[MATERIAL SHOWN]
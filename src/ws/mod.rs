pub mod instruction;
pub mod io;
pub mod parser;
pub mod program;
pub mod session;
pub mod vm;

pub use instruction::{Imp, Instruction, Label};
pub use io::{BufferOutput, FeedInput, InputError, InputFeeder, Io, StaticInput};
pub use parser::{parse, ParseError, ParseErrorKind, Parser};
pub use program::Program;
pub use session::Session;
pub use vm::{Interrupt, MachineState, VmError, VmErrorKind, MAX_HEAP_ADDRESS};
use criterion::{criterion_group, criterion_main, Criterion};
use futures::executor::block_on;
use wsa::ws::{Session, VmError};
use wsa::wsa::{compile_and_exit, CompileOptions, NoIncludes};

mod programs;

fn session(source: &str) -> Session {
    let text = block_on(compile_and_exit(source, &mut NoIncludes, CompileOptions::default()))
        .unwrap();
    Session::from_source(&text).unwrap()
}

pub fn reset_vm_benchmark(c: &mut Criterion) {
    let mut session = session(programs::HELLO_WORLD);
    c.bench_function("reset vm", |b| {
        b.iter(|| {
            session.restart();
        })
    });
}

pub fn hello_world_benchmark(c: &mut Criterion) {
    let mut session = session(programs::HELLO_WORLD);
    c.bench_function("hello world", |b| {
        b.iter(|| -> Result<(), VmError> {
            block_on(session.run())?;
            session.restart();

            Ok(())
        })
    });
}

pub fn count_benchmark(c: &mut Criterion) {
    let mut session = session(programs::COUNT);
    c.bench_function("count", |b| {
        b.iter(|| -> Result<(), VmError> {
            block_on(session.run())?;
            session.restart();

            Ok(())
        })
    });
}

pub fn powers_benchmark(c: &mut Criterion) {
    let mut session = session(programs::POWERS);
    c.bench_function("powers", |b| {
        b.iter(|| -> Result<(), VmError> {
            block_on(session.run())?;
            session.restart();

            Ok(())
        })
    });
}

criterion_group!(
    vm,
    count_benchmark,
    hello_world_benchmark,
    reset_vm_benchmark,
    powers_benchmark
);
criterion_main!(vm);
[/MATERIAL SHOWN]
→ WHAT IS BEING ASKED: Once you have read the records above, set each one down again exactly.

→ OUTPUT OF THE EXERCISE:
filename src/ws/mod.rs
pub mod instruction;
pub mod io;
pub mod parser;
pub mod program;
pub mod session;
pub mod vm;

pub use instruction::{Imp, Instruction, Label};
pub use io::{BufferOutput, FeedInput, InputError, InputFeeder, Io, StaticInput};
pub use parser::{parse, ParseError, ParseErrorKind, Parser};
pub use program::Program;
pub use session::Session;
pub use vm::{Interrupt, MachineState, VmError, VmErrorKind, MAX_HEAP_ADDRESS};
use criterion::{criterion_group, criterion_main, Criterion};
use futures::executor::block_on;
use wsa::ws::{Session, VmError};
use wsa::wsa::{compile_and_exit, CompileOptions, NoIncludes};

mod programs;

fn session(source: &str) -> Session {
    let text = block_on(compile_and_exit(source, &mut NoIncludes, CompileOptions::default()))
        .unwrap();
    Session::from_source(&text).unwrap()
}

pub fn reset_vm_benchmark(c: &mut Criterion) {
    let mut session = session(programs::HELLO_WORLD);
    c.bench_function("reset vm", |b| {
        b.iter(|| {
            session.restart();
        })
    });
}

pub fn hello_world_benchmark(c: &mut Criterion) {
    let mut session = session(programs::HELLO_WORLD);
    c.bench_function("hello world", |b| {
        b.iter(|| -> Result<(), VmError> {
            block_on(session.run())?;
            session.restart();

            Ok(())
        })
    });
}

pub fn count_benchmark(c: &mut Criterion) {
    let mut session = session(programs::COUNT);
    c.bench_function("count", |b| {
        b.iter(|| -> Result<(), VmError> {
            block_on(session.run())?;
            session.restart();

            Ok(())
        })
    });
}

pub fn powers_benchmark(c: &mut Criterion) {
    let mut session = session(programs::POWERS);
    c.bench_function("powers", |b| {
        b.iter(|| -> Result<(), VmError> {
            block_on(session.run())?;
            session.restart();

            Ok(())
        })
    });
}

criterion_group!(
    vm,
    count_benchmark,
    hello_world_benchmark,
    reset_vm_benchmark,
    powers_benchmark
);
criterion_main!(vm);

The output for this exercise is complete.